Yes, I can use CoffeeScript with ng2. However, CoffeeScript did not work well with the style guide for ng1 — I hope this improves for ng2. Also I would love to use the “recommended” flavor of language (TypeScript in this case), since that makes life so much easier (documentation, reading code of others, sharing my code with others).
HTML Template Syntax
I didn’t know about the bind-someproperty notation. Thanks for the hint! This looks more natural to me and comes close to the way think aurelia does it.
Are these special charactes (like the braces in [someproperty]) really in line with the HTML standard? To my eye it doesn’t look like pure HTML attributes to me anymore — but it might just be my lacking knowledge of the HTML standard.
Yeah, I will take a look at the annotation-less way of doing it. I don’t think, annotations are bad; I just think, that annotations as used in ng2 are a code smell covering up deeper problems. I also fear using ng2 in a non-mainstream way for the same reasons I stated for using CoffeeScript instead of TypeScript.

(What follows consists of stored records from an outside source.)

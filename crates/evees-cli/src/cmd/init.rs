use anyhow::{Context as _, Result};
use clap::Args;
use serde::Serialize;
use std::path::Path;

use evees_core::config::{EVEES_DIR, EffectiveConfig, save_project_config};
use evees_core::remote::SqliteRemote;

use crate::output::{OutputMode, pretty_kv, render_mode};

#[derive(Args, Debug)]
pub struct InitArgs {
    /// Re-initialize even if `.evees/` already exists.
    #[arg(long)]
    pub force: bool,
}

const GITIGNORE: &str = "evees.db\nevees.db-wal\nevees.db-shm\n";

#[derive(Debug, Serialize)]
struct InitReport {
    config: String,
    database: String,
    remote: String,
}

/// Execute `evees init`:
///
/// ```text
/// .evees/
///   config.toml   (effective project config)
///   evees.db      (local remote, migrated)
///   .gitignore
/// ```
pub fn run_init(
    args: &InitArgs,
    config: &EffectiveConfig,
    output: OutputMode,
    project_root: &Path,
) -> Result<()> {
    let dir = project_root.join(EVEES_DIR);
    if dir.exists() && !args.force {
        anyhow::bail!(".evees/ already exists. Use `evees init --force` to reinitialize.");
    }

    let config_path = save_project_config(project_root, &config.project)?;
    let gitignore = dir.join(".gitignore");
    std::fs::write(&gitignore, GITIGNORE)
        .with_context(|| format!("Failed to write {}", gitignore.display()))?;

    let db_path = config.project.db_path(project_root);
    SqliteRemote::open(&db_path, config.project.store.remote.clone(), config.project.hash)
        .with_context(|| format!("Failed to create {}", db_path.display()))?;

    let report = InitReport {
        config: config_path.display().to_string(),
        database: db_path.display().to_string(),
        remote: config.project.store.remote.clone(),
    };
    render_mode(
        output,
        &report,
        |r, w| writeln!(w, "{}", r.database),
        |r, w| {
            writeln!(w, "Initialized {EVEES_DIR}/")?;
            pretty_kv(w, "config", &r.config)?;
            pretty_kv(w, "database", &r.database)?;
            pretty_kv(w, "remote", &r.remote)
        },
    )
}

Definitely, an IDE is totally optional (at least right now). My only concern are all those people flocking to IDEs right now and the impact an IDE might have on their coding style. The worst nightmare where an IDE totally messed up newbies was Visual Basic back in the days — they all thought, coding was more like clicking around and scattering random code blocks ;). With Xcode I see people not being able to remember method signatures, not being capable of compiling their code without IDE dialogs or creating bad code design due to just clicking and pasting code.
Again, IDEs are not bad per se, I only saw them covering up underlying problems all to often in the past. If you can use a framework or language just as well with or without an IDE, it’s fine.
You made clear that I could use ng2 with different languages and coding styles, that better suit my taste. I think, that these various options are NOT a good thing. We had that problem with ng1, when there where so many different coding styles out there, that a newbie — even a decent developer — was easily lost. Coming from a Ruby on Rails world, I love “convention over configuration”. The ng2 approach sounds more like “you can configure your own ng2 flavor” than “this is the convention everyone will stick to”. I feel ng2 is making a mistake trying to offer everyone his individual flavor.
Thanks again for your comments and hints!